The continuing retreat of US futures, along with the Nasdaq slump overnight and lockdown fears in China sees most of Asia lower. Japan’s Nikkei 225 has slumped by 2.0%, with South Korea’s Kospi dropping by 1.20%. In Mainland China, lockdown fears see the Shanghai Composite 1.0% lower, with the CSI 300 falling by 1.20%. Hong Kong’s Hang Seng is also 1.20% lower.

In regional markets, a holiday in Singapore and Malaysia yesterday see the Straits Times managing to remain unchanged, but the KLCI has fallen by 0.45%. Taipei has tumbled 2.55% lower. Jakarta is down just 0.05%, with Bangkok and Manila easing by 0.40%. A lower Australian Dollar seems to be boosting the resource-heavy Australian markets today. The ASX 200 is 0.20% higher, while the All Ordinaries has gained 0.40%.

Asia is roughly mirroring the Wall Street growth/value split overnight. Unfortunately, European markets are unlikely to find much solace because of that. Energy concerns and a slump by Wall Street overnight are likely to see European bourses open well in the red this afternoon.

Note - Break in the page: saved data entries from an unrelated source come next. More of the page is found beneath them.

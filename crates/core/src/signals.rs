//! Termination signal handling.
//!
//! The first termination request triggers the shutdown walk; every later one
//! while the walk is running force-stops the waiter.
//!
//! On Unix, SIGINT and SIGTERM are handled. Elsewhere only Ctrl-C is.

use crate::error::Result;
use crate::shutdown::Shutdown;
use async_trait::async_trait;
use std::sync::Arc;
use tokio::sync::mpsc;
use tokio::task::JoinHandle;

/// A stream of termination requests.
#[async_trait]
pub trait SignalSource: Send + 'static {
    /// Wait for the next request. `None` means the source is closed.
    async fn recv(&mut self) -> Option<String>;
}

/// Process termination signals.
pub struct OsSignals {
    #[cfg(unix)]
    sigint: tokio::signal::unix::Signal,
    #[cfg(unix)]
    sigterm: tokio::signal::unix::Signal,
}

impl OsSignals {
    /// Install the handlers. Must be called from within a Tokio runtime.
    #[cfg(unix)]
    pub fn new() -> Result<Self> {
        use tokio::signal::unix::{signal, SignalKind};

        Ok(Self {
            sigint: signal(SignalKind::interrupt())?,
            sigterm: signal(SignalKind::terminate())?,
        })
    }

    #[cfg(not(unix))]
    pub fn new() -> Result<Self> {
        Ok(Self {})
    }

    #[cfg(unix)]
    async fn next_signal(&mut self) -> Option<String> {
        tokio::select! {
            received = self.sigint.recv() => received.map(|_| "SIGINT".to_string()),
            received = self.sigterm.recv() => received.map(|_| "SIGTERM".to_string()),
        }
    }

    #[cfg(not(unix))]
    async fn next_signal(&mut self) -> Option<String> {
        tokio::signal::ctrl_c().await.ok().map(|_| "ctrl-c".to_string())
    }
}

#[async_trait]
impl SignalSource for OsSignals {
    async fn recv(&mut self) -> Option<String> {
        self.next_signal().await
    }
}

/// Lets tests and in-process callers (an admin endpoint, a supervisor)
/// stand in for OS signals.
#[async_trait]
impl SignalSource for mpsc::UnboundedReceiver<String> {
    async fn recv(&mut self) -> Option<String> {
        mpsc::UnboundedReceiver::recv(self).await
    }
}

impl Shutdown {
    /// Trigger on the first SIGINT/SIGTERM, force stop on any later one.
    pub fn listen_for_signals(self: &Arc<Self>) -> Result<JoinHandle<()>> {
        let signals = OsSignals::new()?;
        Ok(self.listen(signals))
    }

    /// Drive this orchestrator from an arbitrary [`SignalSource`].
    pub fn listen<S: SignalSource>(self: &Arc<Self>, mut source: S) -> JoinHandle<()> {
        let shutdown = Arc::clone(self);

        tokio::spawn(async move {
            let Some(signal) = source.recv().await else {
                return;
            };
            tracing::info!(%signal, "termination requested, starting graceful shutdown");

            shutdown.begin();

            while let Some(signal) = source.recv().await {
                tracing::warn!(%signal, "termination requested again, forcing stop");
                shutdown.force_stop();
            }
        })
    }
}

#[cfg(test)]
mod tests {
    use super::*;
    use crate::config::ShutdownConfig;
    use crate::shutdown::{Phase, ShutdownOutcome};
    use std::sync::atomic::{AtomicBool, Ordering};
    use std::time::Duration;

    #[tokio::test(flavor = "multi_thread", worker_threads = 2)]
    async fn test_first_signal_triggers() {
        let shutdown = Arc::new(Shutdown::new());
        let ran = Arc::new(AtomicBool::new(false));

        let flag = Arc::clone(&ran);
        shutdown.must_add(
            "server",
            move |_ctx| async move { flag.store(true, Ordering::SeqCst) },
            &[],
        );

        let (tx, rx) = mpsc::unbounded_channel();
        let _listener = shutdown.listen(rx);
        tx.send("SIGTERM".to_string()).unwrap();

        assert_eq!(shutdown.wait().await, ShutdownOutcome::Completed);
        assert!(ran.load(Ordering::SeqCst));
        assert_eq!(shutdown.phase(), Phase::Done);
    }

    #[tokio::test(flavor = "multi_thread", worker_threads = 2)]
    async fn test_second_signal_forces_stop() {
        let shutdown = Arc::new(Shutdown::with_config(
            ShutdownConfig::default().with_timeout(Duration::from_secs(10)),
        ));
        shutdown.must_add(
            "slow",
            |_ctx| async { tokio::time::sleep(Duration::from_secs(5)).await },
            &[],
        );

        let (tx, rx) = mpsc::unbounded_channel();
        let _listener = shutdown.listen(rx);
        tx.send("SIGINT".to_string()).unwrap();

        let sender = tx.clone();
        tokio::spawn(async move {
            tokio::time::sleep(Duration::from_millis(50)).await;
            sender.send("SIGINT".to_string()).unwrap();
        });

        assert_eq!(shutdown.wait().await, ShutdownOutcome::ForceStopped);
    }

    #[tokio::test(flavor = "multi_thread", worker_threads = 2)]
    async fn test_back_to_back_signals_force_stop() {
        let shutdown = Arc::new(Shutdown::new());
        shutdown.must_add(
            "slow",
            |_ctx| async { tokio::time::sleep(Duration::from_secs(2)).await },
            &[],
        );

        let (tx, rx) = mpsc::unbounded_channel();
        tx.send("SIGINT".to_string()).unwrap();
        tx.send("SIGINT".to_string()).unwrap();
        let _listener = shutdown.listen(rx);

        assert_eq!(shutdown.wait().await, ShutdownOutcome::ForceStopped);
    }

    #[tokio::test]
    async fn test_closed_source_never_triggers() {
        let shutdown = Arc::new(Shutdown::new());

        let (tx, rx) = mpsc::unbounded_channel::<String>();
        drop(tx);
        shutdown.listen(rx).await.unwrap();

        assert_eq!(shutdown.phase(), Phase::Building);
    }
}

US Dollar tramples all before it.

The US Dollar caught another flight-to-safety boost overnight, running rampant over DM currencies with the Euro, Sterling, Yen, and Australian Dollar coming in for particular attention. In Asia today, EUR/USD continues to flirt with parity, while the US Dollar has strengthened broadly across the Asia FX space.

The dollar index soared 1.23% higher to 108.21 overnight, gaining another 0.16% to 108.38 in Asia as Euro and Sterling losses continued. Overall, the technical picture remains constructive for the dollar index, although the daily relative strength index (RSI) is now in overbought territory, suggesting a temporary downward correction is possible. Having broken out of a 5-year triangle at 102.50 in April, its longer-term target remains in the 1.1700 area. More immediate resistance is at 108.45 and 110.00. Support is at the 1.0585 breakout point, and then 1.0500, followed by 1.0350 and 102.50. ​

EUR/USD tumbled by 1.43% to 1.0040 overnight, edging 0.17% lower to 1.022 today, having traded as low as 1.0006 earlier in the session. I expect there to be plenty of bids into parity initially, likely option and exporter-related. A break of 1.0000 is likely to trigger a sharp move lower as stop-losses and algos kick in. Since breaking a multi-year support line at 1.0850 in April, Euro has looked consistently weak, the recovery rally failing ahead of 1.0850 in a technical analysis nirvana. An oversold RSI allows for short-term recovery, with resistance at 1.0200 and 1.0270. Support is at 1.0000, and failure targets the 0.9900/25 area.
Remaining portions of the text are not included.